Saved entries:
//! JSON output formatter for machine processing

use crate::domain::AnalysisReport;
use crate::output::{OutputFormatter, Verbosity};
use std::io::Write;

/// JSON formatter for machine-readable output
pub struct JsonFormatter {
    /// Quiet drops per-package results and keeps the counters
    verbosity: Verbosity,
}

impl JsonFormatter {
    /// Create a new JSON formatter
    pub fn new(verbosity: Verbosity) -> Self {
        Self { verbosity }
    }
}

impl OutputFormatter for JsonFormatter {
    fn format(&self, report: &AnalysisReport, writer: &mut dyn Write) -> std::io::Result<()> {
        let mut value = serde_json::to_value(report).map_err(std::io::Error::other)?;
        if self.verbosity == Verbosity::Quiet {
            if let Some(object) = value.as_object_mut() {
                object.remove("results");
            }
        }

        let json = serde_json::to_string_pretty(&value).map_err(std::io::Error::other)?;
        writeln!(writer, "{}", json)?;
        Ok(())
    }
}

* _WHAT YOU SHOULD DO_:
Only a number is wanted here: how many lines of the records above hold the word "writer".

* _WRITTEN SOLUTION_:
2